Though Brenda Guadalupe Tello Mojica, 17, of Mexico’s Distrito Federal did not see the Querétaro violence in person, she did see an emo girl in her own city being beaten by “probably eight or nine guys” only because of her style of dress.
Mojica says that much of the anti-emo sentiment she has seen stems from members of other musical subcultures’ thinking those who wear “pants that are glued to the legs” and “a long fringe that covers half of their faces” participate in the subculture for attention.
“I have a lot of friends who have preference for metal music, and their side of the [story] is that the emo culture existed a lot of time ago, but, in a very sane, no-need-for-attention culture,” she explained. “It had nothing to do with your hair or clothes. Now, they say that there are these kids who just think that being emo is about using a lot of black eyeliner, having these types of hairstyles and suicidal thoughts.”
Other Mexican teenagers I spoke to said that anti-emos literally went out intending to kill those who dressed in a certain style and who listened to certain bands. Some told me they had called it a “cleansing” of Mexico, and – during that time – many stores even banned teens dressed in a way considered emo from entering.
Obviously, it’s a degree of discrimination that isn’t so extreme or visible here in the U.S.
Unsurprisingly, some bands have taken a stance against their music’s association with a word that, for many, has come to mean only negative things. For instance, both members of oft-emo-branded bands My Chemical Romance and Panic! At the Disco have been quoted calling emo “bullshit.”
Simon, despite the outsider pollution, finds emo too moment-in-time-capturing and visually connotative to drop from her vernacular.
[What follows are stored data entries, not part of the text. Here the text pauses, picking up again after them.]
use thiserror::Error;

use crate::provider::ProviderKind;

/// Everything that can fail a single request.
///
/// Device problems are deliberately absent: an unusable accelerator is a
/// diagnostic, not an error.
#[derive(Debug, Error)]
pub enum WorkerError {
    /// Missing required field, invalid path or unusable option.
    #[error("configuration error: {0}")]
    Config(String),

    /// Control line that could not be understood.
    #[error("malformed control line: {0}")]
    Protocol(String),

    /// Provider could not be brought up. The cache slot stays empty.
    #[error("failed to initialise {kind} provider: {message}")]
    ProviderInit { kind: ProviderKind, message: String },

    /// Provider was up but a call failed.
    #[error("{kind} provider failed: {message}")]
    Provider { kind: ProviderKind, message: String },

    /// A derived artefact (e.g. the reference transcript) was unusable.
    #[error("{0}")]
    Derivation(String),

    #[error("audio error: {0}")]
    Audio(String),

    #[error("I/O error: {0}")]
    Io(#[from] std::io::Error),

    #[error("JSON error: {0}")]
    Json(#[from] serde_json::Error),

    #[error("WAV error: {0}")]
    Wav(#[from] hound::Error),
}

impl WorkerError {
    pub fn config(message: impl Into<String>) -> Self {
        Self::Config(message.into())
    }

    pub fn provider(kind: ProviderKind, message: impl Into<String>) -> Self {
        Self::Provider {
            kind,
            message: message.into(),
        }
    }

    pub fn provider_init(kind: ProviderKind, message: impl Into<String>) -> Self {
        Self::ProviderInit {
            kind,
            message: message.into(),
        }
    }
}

pub type Result<T> = std::result::Result<T, WorkerError>;

#[cfg(test)]
mod tests {
    use super::*;

    #[test]
    fn messages_name_the_provider() {
        let err = WorkerError::provider_init(ProviderKind::Xtts, "binary missing");
        assert_eq!(
            err.to_string(),
            "failed to initialise xtts_v2 provider: binary missing"
        );
    }

    #[test]
    fn derivation_message_is_passed_through() {
        let err = WorkerError::Derivation("reference transcript is empty".into());
        assert_eq!(err.to_string(), "reference transcript is empty");
    }
}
“It’s so harmless in one way because it’s really just to provide a context, but a lot of these bands don’t want to be lumped in to the context that it’s describing,” she said. “Are those bands emo? Well, it depends who you’re asking. If they’re not emo, then what are they? Are they just rock bands? I would, maybe, disagree because, I don’t think that your average rock band spawns the kind of fandom or community that bands like Fall Out Boy, AFI or My Chemical Romance do. I feel there has to be something larger to describe the kind of band that they are and the kind of following they inspire, and – for better or for worse – I think that ‘emo’ is the word that describes it.”
So, what becomes of our branded emo monster? Perhaps he will see a day when he is not so dreaded, but – for now – he leaves a portion of himself with angry villagers surrounding him, accusing him of being everything from a thief to a pair of pants.